=== Input for this task ===
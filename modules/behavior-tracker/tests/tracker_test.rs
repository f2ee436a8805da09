//! Engine integration tests: full startup and signal flow on the in-memory host.
//!
//! MemoryHost → Tracker::start → signals → RecordingCollector

use std::time::Duration;

use behavior_tracker::memory::CollectorCall;
use behavior_tracker::{
    BrowserSignal, ClickTarget, EventType, KeyValueStore, MemoryCookieJar, MemoryHost, MemoryStore,
    Outcome, RecordingCollector, ScriptAttributes, ScrollMetrics, Tracker, TrackerError,
    TrackerOptions, TriggerCondition,
};

// ---------------------------------------------------------------------------
// Helpers
// ---------------------------------------------------------------------------

fn condition(id: i64, event_type: EventType, page_url: &str) -> TriggerCondition {
    TriggerCondition {
        id,
        event_type,
        page_url: page_url.to_string(),
        threshold: None,
    }
}

fn stay(id: i64, page_url: &str, seconds: f64) -> TriggerCondition {
    TriggerCondition {
        threshold: Some(seconds),
        ..condition(id, EventType::StayTime, page_url)
    }
}

fn position(calls: &[CollectorCall], wanted: impl Fn(&CollectorCall) -> bool) -> usize {
    calls.iter().position(|c| wanted(c)).unwrap()
}

fn options(scroll_threshold: f64) -> TrackerOptions {
    TrackerOptions {
        project_key: Some("abc".into()),
        api_url: Some("https://collector.test".into()),
        scroll_threshold: Some(scroll_threshold),
        ..Default::default()
    }
}

fn scroll_to(scroll_y: f64) -> BrowserSignal {
    BrowserSignal::Scroll(ScrollMetrics {
        scroll_y,
        viewport_height: 500.0,
        document_height: 2000.0,
    })
}

fn click(target: ClickTarget) -> BrowserSignal {
    BrowserSignal::Click(target)
}

fn log_calls(collector: &RecordingCollector) -> usize {
    collector.logs().len()
}

// =========================================================================
// Startup
// =========================================================================

#[tokio::test]
async fn page_view_matches_despite_tracking_params() {
    let collector = RecordingCollector::new().with_conditions(vec![condition(
        5,
        EventType::PageView,
        "https://x.com/p",
    )]);
    let mem = MemoryHost::new("https://x.com/p?utm=1", collector).unwrap();

    let tracker = Tracker::init(&options(0.5), &ScriptAttributes::default(), mem.host())
        .await
        .unwrap();
    tracker.flush().await;

    let logs = mem.collector.logs();
    assert_eq!(logs.len(), 1);
    assert_eq!(logs[0].event_type, EventType::PageView);
    assert_eq!(logs[0].condition_id, 5);
    assert_eq!(logs[0].page_url, "https://x.com/p");
    assert_eq!(logs[0].project_id, "abc");
    assert_eq!(logs[0].visitor_id, "visitor-1");
}

#[tokio::test]
async fn startup_runs_identity_before_conditions() {
    let mem = MemoryHost::new("https://x.com/p", RecordingCollector::new()).unwrap();
    Tracker::init(&options(0.3), &ScriptAttributes::default(), mem.host())
        .await
        .unwrap();

    let calls = mem.collector.calls();
    assert_eq!(
        calls,
        vec![
            CollectorCall::IssueVisitor {
                project_key: "abc".into()
            },
            CollectorCall::FetchConditions {
                project_key: "abc".into()
            },
        ]
    );
}

#[tokio::test]
async fn missing_project_key_aborts_before_any_request() {
    let mem = MemoryHost::new("https://x.com/p", RecordingCollector::new()).unwrap();

    let result = Tracker::init(
        &TrackerOptions::default(),
        &ScriptAttributes::default(),
        mem.host(),
    )
    .await;

    assert!(matches!(result, Err(TrackerError::Config(_))));
    assert!(mem.collector.calls().is_empty());
}

#[tokio::test]
async fn script_attributes_supply_project_key() {
    let mem = MemoryHost::new("https://x.com/p", RecordingCollector::new()).unwrap();
    let attrs = ScriptAttributes::from_dataset([("data-key", "from-tag")]);

    let tracker = Tracker::init(&TrackerOptions::default(), &attrs, mem.host())
        .await
        .unwrap();
    assert_eq!(tracker.config().project_key, "from-tag");
}

#[tokio::test]
async fn persisted_identity_is_reused_without_issuance() {
    let collector = RecordingCollector::new().with_conditions(vec![condition(
        1,
        EventType::PageView,
        "https://x.com/p",
    )]);
    let mem = MemoryHost::new("https://x.com/p", collector)
        .unwrap()
        .with_cookies(MemoryCookieJar::from_header("visitorId=returning"));

    let tracker = Tracker::init(&options(0.3), &ScriptAttributes::default(), mem.host())
        .await
        .unwrap();
    tracker.flush().await;

    assert_eq!(tracker.visitor().map(|v| v.id()), Some("returning"));
    assert_eq!(mem.collector.issue_count(), 0);
    assert_eq!(mem.collector.logs()[0].visitor_id, "returning");
}

#[tokio::test]
async fn identity_resolution_is_idempotent_within_a_load() {
    let mem = MemoryHost::new("https://x.com/p", RecordingCollector::new()).unwrap();
    let tracker = Tracker::init(&options(0.3), &ScriptAttributes::default(), mem.host())
        .await
        .unwrap();

    let again = tracker.ensure_identity().await;
    assert_eq!(again.as_ref(), tracker.visitor());
    assert_eq!(mem.collector.issue_count(), 1);
}

// =========================================================================
// Failure absorption
// =========================================================================

#[tokio::test]
async fn failed_issuance_sends_nothing_even_when_conditions_match() {
    let collector = RecordingCollector::new()
        .failing_issuance()
        .with_conditions(vec![
            condition(1, EventType::PageView, "https://x.com/p"),
            condition(2, EventType::Click, "https://x.com/p"),
        ]);
    let mem = MemoryHost::new("https://x.com/p", collector).unwrap();

    let tracker = Tracker::init(&options(0.3), &ScriptAttributes::default(), mem.host())
        .await
        .unwrap();
    assert!(tracker.visitor().is_none());
    assert_eq!(tracker.conditions().len(), 2);

    let outcome = tracker.signal(&click(ClickTarget::new("BUTTON").with_id("buy-button")));
    assert_eq!(outcome, Some(Outcome::Suppressed { condition_id: 2 }));

    tracker.flush().await;
    assert_eq!(log_calls(&mem.collector), 0);
}

#[tokio::test]
async fn failed_condition_fetch_still_observes_but_sends_nothing() {
    let collector = RecordingCollector::new().failing_conditions();
    let mem = MemoryHost::new("https://x.com/p", collector).unwrap();

    let tracker = Tracker::init(&options(0.3), &ScriptAttributes::default(), mem.host())
        .await
        .unwrap();
    assert!(tracker.visitor().is_some());
    assert!(tracker.conditions().is_empty());

    assert_eq!(
        tracker.signal(&click(ClickTarget::new("A").with_text("Pricing"))),
        Some(Outcome::Unmatched)
    );
    assert_eq!(tracker.signal(&scroll_to(1500.0)), Some(Outcome::Unmatched));

    tracker.flush().await;
    assert_eq!(log_calls(&mem.collector), 0);
}

// =========================================================================
// Signals
// =========================================================================

#[tokio::test]
async fn click_without_click_condition_is_not_dispatched() {
    let collector = RecordingCollector::new().with_conditions(vec![condition(
        5,
        EventType::PageView,
        "https://x.com/other",
    )]);
    let mem = MemoryHost::new("https://x.com/p", collector).unwrap();
    let tracker = Tracker::init(&options(0.3), &ScriptAttributes::default(), mem.host())
        .await
        .unwrap();

    let outcome = tracker.signal(&click(ClickTarget::new("BUTTON").with_id("buy-button")));
    assert_eq!(outcome, Some(Outcome::Unmatched));

    tracker.flush().await;
    assert_eq!(log_calls(&mem.collector), 0);
}

#[tokio::test]
async fn matched_click_carries_element_and_label() {
    let collector = RecordingCollector::new().with_conditions(vec![condition(
        9,
        EventType::Click,
        "https://x.com/p",
    )]);
    let mem = MemoryHost::new("https://x.com/p#reviews", collector).unwrap();
    let tracker = Tracker::init(&options(0.3), &ScriptAttributes::default(), mem.host())
        .await
        .unwrap();

    tracker.signal(&click(ClickTarget::new("BUTTON").with_name("checkout")));
    tracker.signal(&click(ClickTarget::new("SPAN").with_text("Add to cart")));
    tracker.flush().await;

    let logs = mem.collector.logs();
    assert_eq!(logs.len(), 2);
    assert_eq!(logs[0].payload["element"], "button");
    assert_eq!(logs[0].payload["label"], "[name=checkout]");
    assert_eq!(logs[1].payload["element"], "span");
    assert_eq!(logs[1].payload["label"], "Add to cart");
}

#[tokio::test]
async fn scroll_depth_dispatches_once_per_load() {
    let collector = RecordingCollector::new().with_conditions(vec![condition(
        3,
        EventType::ScrollDepth,
        "https://x.com/p",
    )]);
    let mem = MemoryHost::new("https://x.com/p", collector).unwrap();
    let tracker = Tracker::init(&options(0.5), &ScriptAttributes::default(), mem.host())
        .await
        .unwrap();

    // 0.25, 0.5, 1.0, back up, down again
    assert_eq!(tracker.signal(&scroll_to(0.0)), None);
    assert_eq!(
        tracker.signal(&scroll_to(500.0)),
        Some(Outcome::Dispatched { condition_id: 3 })
    );
    assert_eq!(tracker.signal(&scroll_to(1500.0)), None);
    assert_eq!(tracker.signal(&scroll_to(0.0)), None);
    assert_eq!(tracker.signal(&scroll_to(1500.0)), None);

    tracker.flush().await;
    let logs = mem.collector.logs();
    assert_eq!(logs.len(), 1);
    assert_eq!(logs[0].payload["depthRatio"], 0.5);
}

#[tokio::test(start_paused = true)]
async fn stay_time_schedules_one_timer_per_matching_condition() {
    let collector = RecordingCollector::new().with_conditions(vec![
        stay(11, "https://x.com/p", 3.0),
        stay(12, "https://x.com/p?variant=b", 8.0),
        stay(13, "https://x.com/elsewhere", 1.0),
    ]);
    let mem = MemoryHost::new("https://x.com/p", collector).unwrap();
    let tracker = Tracker::init(&options(0.3), &ScriptAttributes::default(), mem.host())
        .await
        .unwrap();

    assert_eq!(tracker.stay_timers().scheduled(), 2);

    tokio::time::sleep(Duration::from_millis(3_001)).await;
    tracker.flush().await;
    let logs = mem.collector.logs();
    assert_eq!(logs.len(), 1);
    assert_eq!(logs[0].condition_id, 11);
    assert_eq!(logs[0].payload["durationMs"], 3000);

    tokio::time::sleep(Duration::from_secs(30)).await;
    tracker.flush().await;
    let sent: Vec<(i64, i64)> = mem
        .collector
        .logs()
        .iter()
        .map(|l| (l.condition_id, l.payload["durationMs"].as_i64().unwrap()))
        .collect();
    assert_eq!(sent, vec![(11, 3000), (11, 8000)]);
    assert_eq!(tracker.stay_timers().pending(), 0);
}

// =========================================================================
// Email capture
// =========================================================================

#[tokio::test]
async fn email_sync_runs_after_startup_without_delaying_conditions() {
    let collector = RecordingCollector::new()
        .with_conditions(vec![condition(5, EventType::PageView, "https://x.com/p")]);
    let mem = MemoryHost::new("https://x.com/p", collector)
        .unwrap()
        .with_storage(MemoryStore::new().with_entry("leadEmail", "lead@example.com"));
    let opts = TrackerOptions {
        collect_email: Some(true),
        email_lookup_key: Some("leadEmail".into()),
        ..options(0.3)
    };

    let tracker = Tracker::init(&opts, &ScriptAttributes::default(), mem.host())
        .await
        .unwrap();
    tracker.flush().await;

    let calls = mem.collector.calls();
    let issued = position(&calls, |c| matches!(c, CollectorCall::IssueVisitor { .. }));
    let fetched = position(&calls, |c| matches!(c, CollectorCall::FetchConditions { .. }));
    let looked_up = position(&calls, |c| matches!(c, CollectorCall::FetchVisitor { .. }));
    let submitted = position(&calls, |c| matches!(c, CollectorCall::SubmitEmail { .. }));

    assert!(issued < fetched);
    assert!(fetched < looked_up);
    assert!(looked_up < submitted);
    assert_eq!(
        calls[submitted],
        CollectorCall::SubmitEmail {
            visitor_id: "visitor-1".into(),
            email: "lead@example.com".into()
        }
    );
    assert_eq!(mem.collector.logs().len(), 1);
    assert_eq!(mem.storage.get("emailSynced").as_deref(), Some("true"));
}

#[tokio::test]
async fn email_sync_skipped_without_identity() {
    let mem = MemoryHost::new("https://x.com/p", RecordingCollector::new().failing_issuance())
        .unwrap()
        .with_storage(MemoryStore::new().with_entry("email", "lead@example.com"));
    let opts = TrackerOptions {
        collect_email: Some(true),
        ..options(0.3)
    };

    Tracker::init(&opts, &ScriptAttributes::default(), mem.host())
        .await
        .unwrap();

    assert!(!mem
        .collector
        .calls()
        .iter()
        .any(|c| matches!(c, CollectorCall::FetchVisitor { .. } | CollectorCall::SubmitEmail { .. })));
}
===
### Task requirements
Would you count the lines in the data that include the word "wanted" and reply with only the number?

### Written solution
2